[Exercise directions]: Produce a word-for-word copy of the data below.

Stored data
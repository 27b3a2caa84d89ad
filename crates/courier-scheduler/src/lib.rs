//! # Courier Scheduler
//!
//! Keyed, persisted, at-least-once job scheduler.
//!
//! ## Design
//! - Producers call `Scheduler::schedule(key, payload, delay)`; repeated
//!   submissions for one key collapse into the latest payload (debounce).
//! - Workers poll the store on a timer, claim due keys under a time-bounded
//!   lease and hand each key's batch to a `JobHandler`.
//! - No coordinator: exclusivity comes from the store's atomic claim, crashed
//!   workers are recovered by lease expiry.
//!
//! ## Architecture
//! ```text
//! schedule() ──► SchedulerStore (memory | SQLite)
//!                    │ claim_due (lease)
//!                    ▼
//!               Scheduler loop (tokio interval, bounded pool)
//!                    │ JobHandler::handle(batch)
//!                    ├── Success   → complete
//!                    ├── Retry     → fail (backoff) ─► Dead after max retries
//!                    └── Permanent → complete
//! ```

pub mod backoff;
pub mod engine;
pub mod item;
pub mod memory;
pub mod persistence;
pub mod store;

pub use backoff::BackoffPolicy;
pub use engine::{Clock, HandlerOutcome, JobHandler, Scheduler};
pub use item::{ItemState, ScheduledItem, SchedulerBatch};
pub use memory::InMemoryStore;
pub use persistence::SqliteStore;
pub use store::{EnqueueMode, FailOutcome, SchedulerStore};
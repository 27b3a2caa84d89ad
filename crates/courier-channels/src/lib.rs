//! # Courier Channels
//!
//! `ChannelSender` implementations. Each one maps provider responses onto
//! `DeliveryResult`, reporting permanently invalid recipients so they can be
//! pruned upstream.

pub mod classify;
pub mod email;
pub mod telegram;
pub mod web;
pub mod webhook;

use std::sync::Arc;

use courier_core::config::ChannelsConfig;
use courier_core::traits::ChannelSender;

pub use email::EmailSender;
pub use telegram::TelegramSender;
pub use web::{InboxEntry, WebInboxSender};
pub use webhook::WebhookSender;

/// Build the enabled senders from config.
/// Misconfigured channels are logged and left out.
pub fn senders_from_config(config: &ChannelsConfig) -> Vec<Arc<dyn ChannelSender>> {
    let mut senders: Vec<Arc<dyn ChannelSender>> = Vec::new();

    if let Some(wh) = &config.webhook
        && wh.enabled
    {
        senders.push(Arc::new(WebhookSender::new(wh.clone())));
    }

    if let Some(tg) = &config.telegram
        && tg.enabled
    {
        if tg.bot_token.is_empty() {
            tracing::warn!("⚠️ Telegram enabled without bot_token, skipping");
        } else {
            senders.push(Arc::new(TelegramSender::new(tg.clone())));
        }
    }

    if let Some(em) = &config.email
        && em.enabled
    {
        match EmailSender::new(em) {
            Ok(sender) => senders.push(Arc::new(sender)),
            Err(e) => tracing::warn!("⚠️ Email channel disabled: {e}"),
        }
    }

    // In-app inbox needs no provider.
    if config.web.enabled {
        senders.push(Arc::new(WebInboxSender::new(config.web.inbox_capacity)));
    }

    senders
}
//! Channel registry: which `ChannelSender` serves which channel.

use std::collections::HashMap;
use std::sync::Arc;

use courier_core::traits::ChannelSender;
use courier_core::types::ChannelKind;

/// One sender per channel kind; a later registration replaces the earlier one.
#[derive(Default, Clone)]
pub struct ChannelRegistry {
    senders: HashMap<ChannelKind, Arc<dyn ChannelSender>>,
}

impl ChannelRegistry {
    pub fn new() -> Self {
        Self::default()
    }

    pub fn with(mut self, sender: Arc<dyn ChannelSender>) -> Self {
        self.register(sender);
        self
    }

    pub fn register(&mut self, sender: Arc<dyn ChannelSender>) {
        let kind = sender.kind();
        if self.senders.insert(kind, sender).is_some() {
            tracing::warn!("⚠️ Sender for '{}' replaced", kind);
        } else {
            tracing::info!("📡 Channel '{}' registered", kind);
        }
    }

    pub fn get(&self, kind: ChannelKind) -> Option<Arc<dyn ChannelSender>> {
        self.senders.get(&kind).cloned()
    }

    pub fn contains(&self, kind: ChannelKind) -> bool {
        self.senders.contains_key(&kind)
    }

    /// Registered kinds, sorted.
    pub fn kinds(&self) -> Vec<ChannelKind> {
        let mut kinds: Vec<_> = self.senders.keys().copied().collect();
        kinds.sort();
        kinds
    }

    pub fn len(&self) -> usize {
        self.senders.len()
    }

    pub fn is_empty(&self) -> bool {
        self.senders.is_empty()
    }
}
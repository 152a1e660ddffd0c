//! Error types for the dashboard model

use thiserror::Error;

/// Result type alias using our Error type
pub type Result<T> = std::result::Result<T, Error>;

/// Errors raised while decoding or inspecting dashboard documents
#[derive(Debug, Error)]
pub enum Error {
    #[error("Invalid JSON document: {0}")]
    Json(#[from] serde_json::Error),

    #[error("Entry {index} could not be decoded: {message}")]
    Decode { index: usize, message: String },

    #[error("Unknown document kind: {0}")]
    UnknownDocumentKind(String),

    #[error("Invalid timestamp: {0}")]
    InvalidTimestamp(i64),
}
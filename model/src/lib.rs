//! Dashboard model
//!
//! Typed documents exchanged between the workspace dashboard and the
//! workspace backend: workspaces and their configurations, stacks, projects,
//! commands and editor settings, together with the validation rules the
//! dashboard applies before submitting them.

pub mod document;
pub mod domain;
pub mod error;
pub mod register;
pub mod route;
pub mod scope;
pub mod validation;

pub use document::DocumentKind;
pub use domain::command::{CommandAttributes, WorkspaceCommand};
pub use domain::editor::EditorOptions;
pub use domain::project::{
    ImportProject, ImportProjectDescriptor, ImportSource, Project, ProjectSource, WorkspaceProjects,
};
pub use domain::recipe::{Recipe, RecipeType};
pub use domain::stack::Stack;
pub use domain::workspace::{
    Machine, Machines, Workspace, WorkspaceAttributes, WorkspaceConfig, WorkspaceEnvironment,
    WorkspaceStatus,
};
pub use error::{Error, Result};
pub use register::{ComponentKind, ComponentRegistry, Register, ServiceProvider};
pub use route::{IdeParams, RouteParams};
pub use scope::RootScope;
pub use validation::{Validate, Validation};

[Problem solution]:
repository 27b3a2caa84d89ad
filename crates/courier-scheduler/src/lib.rs
//! # Courier Scheduler
//!
//! Keyed, persisted, at-least-once job scheduler.
//!
//! ## Design
//! - Producers call `Scheduler::schedule(key, payload, delay)`; repeated
//!   submissions for one key collapse into the latest payload (debounce).
//! - Workers poll the store on a timer, claim due keys under a time-bounded
//!   lease and hand each key's batch to a `JobHandler`.
//! - No coordinator: exclusivity comes from the store's atomic claim, crashed
//!   workers are recovered by lease expiry.
//!
//! ## Architecture
//! ```text
//! schedule() ──► SchedulerStore (memory | SQLite)
//!                    │ claim_due (lease)
//!                    ▼
//!               Scheduler loop (tokio interval, bounded pool)
//!                    │ JobHandler::handle(batch)
//!                    ├── Success   → complete
//!                    ├── Retry     → fail (backoff) ─► Dead after max retries
//!                    └── Permanent → complete
//! ```

pub mod backoff;
pub mod engine;
pub mod item;
pub mod memory;
pub mod persistence;
pub mod store;

pub use backoff::BackoffPolicy;
pub use engine::{Clock, HandlerOutcome, JobHandler, Scheduler};
pub use item::{ItemState, ScheduledItem, SchedulerBatch};
pub use memory::InMemoryStore;
pub use persistence::SqliteStore;
pub use store::{EnqueueMode, FailOutcome, SchedulerStore};
repository 27b3a2caa84d89ad
filename crates/courier-channels/src/lib.rs
//! # Courier Channels
//!
//! `ChannelSender` implementations. Each one maps provider responses onto
//! `DeliveryResult`, reporting permanently invalid recipients so they can be
//! pruned upstream.

pub mod classify;
pub mod email;
pub mod telegram;
pub mod web;
pub mod webhook;

use std::sync::Arc;

use courier_core::config::ChannelsConfig;
use courier_core::traits::ChannelSender;

pub use email::EmailSender;
pub use telegram::TelegramSender;
pub use web::{InboxEntry, WebInboxSender};
pub use webhook::WebhookSender;

/// Build the enabled senders from config.
/// Misconfigured channels are logged and left out.
pub fn senders_from_config(config: &ChannelsConfig) -> Vec<Arc<dyn ChannelSender>> {
    let mut senders: Vec<Arc<dyn ChannelSender>> = Vec::new();

    if let Some(wh) = &config.webhook
        && wh.enabled
    {
        senders.push(Arc::new(WebhookSender::new(wh.clone())));
    }

    if let Some(tg) = &config.telegram
        && tg.enabled
    {
        if tg.bot_token.is_empty() {
            tracing::warn!("⚠️ Telegram enabled without bot_token, skipping");
        } else {
            senders.push(Arc::new(TelegramSender::new(tg.clone())));
        }
    }

    if let Some(em) = &config.email
        && em.enabled
    {
        match EmailSender::new(em) {
            Ok(sender) => senders.push(Arc::new(sender)),
            Err(e) => tracing::warn!("⚠️ Email channel disabled: {e}"),
        }
    }

    // In-app inbox needs no provider.
    if config.web.enabled {
        senders.push(Arc::new(WebInboxSender::new(config.web.inbox_capacity)));
    }

    senders
}
//! Channel registry: which `ChannelSender` serves which channel.

use std::collections::HashMap;
use std::sync::Arc;

use courier_core::traits::ChannelSender;
use courier_core::types::ChannelKind;

/// One sender per channel kind; a later registration replaces the earlier one.
#[derive(Default, Clone)]
pub struct ChannelRegistry {
    senders: HashMap<ChannelKind, Arc<dyn ChannelSender>>,
}

impl ChannelRegistry {
    pub fn new() -> Self {
        Self::default()
    }

    pub fn with(mut self, sender: Arc<dyn ChannelSender>) -> Self {
        self.register(sender);
        self
    }

    pub fn register(&mut self, sender: Arc<dyn ChannelSender>) {
        let kind = sender.kind();
        if self.senders.insert(kind, sender).is_some() {
            tracing::warn!("⚠️ Sender for '{}' replaced", kind);
        } else {
            tracing::info!("📡 Channel '{}' registered", kind);
        }
    }

    pub fn get(&self, kind: ChannelKind) -> Option<Arc<dyn ChannelSender>> {
        self.senders.get(&kind).cloned()
    }

    pub fn contains(&self, kind: ChannelKind) -> bool {
        self.senders.contains_key(&kind)
    }

    /// Registered kinds, sorted.
    pub fn kinds(&self) -> Vec<ChannelKind> {
        let mut kinds: Vec<_> = self.senders.keys().copied().collect();
        kinds.sort();
        kinds
    }

    pub fn len(&self) -> usize {
        self.senders.len()
    }

    pub fn is_empty(&self) -> bool {
        self.senders.is_empty()
    }
}
repository 152a1e660ddffd0c
//! Error types for the dashboard model

use thiserror::Error;

/// Result type alias using our Error type
pub type Result<T> = std::result::Result<T, Error>;

/// Errors raised while decoding or inspecting dashboard documents
#[derive(Debug, Error)]
pub enum Error {
    #[error("Invalid JSON document: {0}")]
    Json(#[from] serde_json::Error),

    #[error("Entry {index} could not be decoded: {message}")]
    Decode { index: usize, message: String },

    #[error("Unknown document kind: {0}")]
    UnknownDocumentKind(String),

    #[error("Invalid timestamp: {0}")]
    InvalidTimestamp(i64),
}
filename model/src/lib.rs
//! Dashboard model
//!
//! Typed documents exchanged between the workspace dashboard and the
//! workspace backend: workspaces and their configurations, stacks, projects,
//! commands and editor settings, together with the validation rules the
//! dashboard applies before submitting them.

pub mod document;
pub mod domain;
pub mod error;
pub mod register;
pub mod route;
pub mod scope;
pub mod validation;

pub use document::DocumentKind;
pub use domain::command::{CommandAttributes, WorkspaceCommand};
pub use domain::editor::EditorOptions;
pub use domain::project::{
    ImportProject, ImportProjectDescriptor, ImportSource, Project, ProjectSource, WorkspaceProjects,
};
pub use domain::recipe::{Recipe, RecipeType};
pub use domain::stack::Stack;
pub use domain::workspace::{
    Machine, Machines, Workspace, WorkspaceAttributes, WorkspaceConfig, WorkspaceEnvironment,
    WorkspaceStatus,
};
pub use error::{Error, Result};
pub use register::{ComponentKind, ComponentRegistry, Register, ServiceProvider};
pub use route::{IdeParams, RouteParams};
pub use scope::RootScope;
pub use validation::{Validate, Validation};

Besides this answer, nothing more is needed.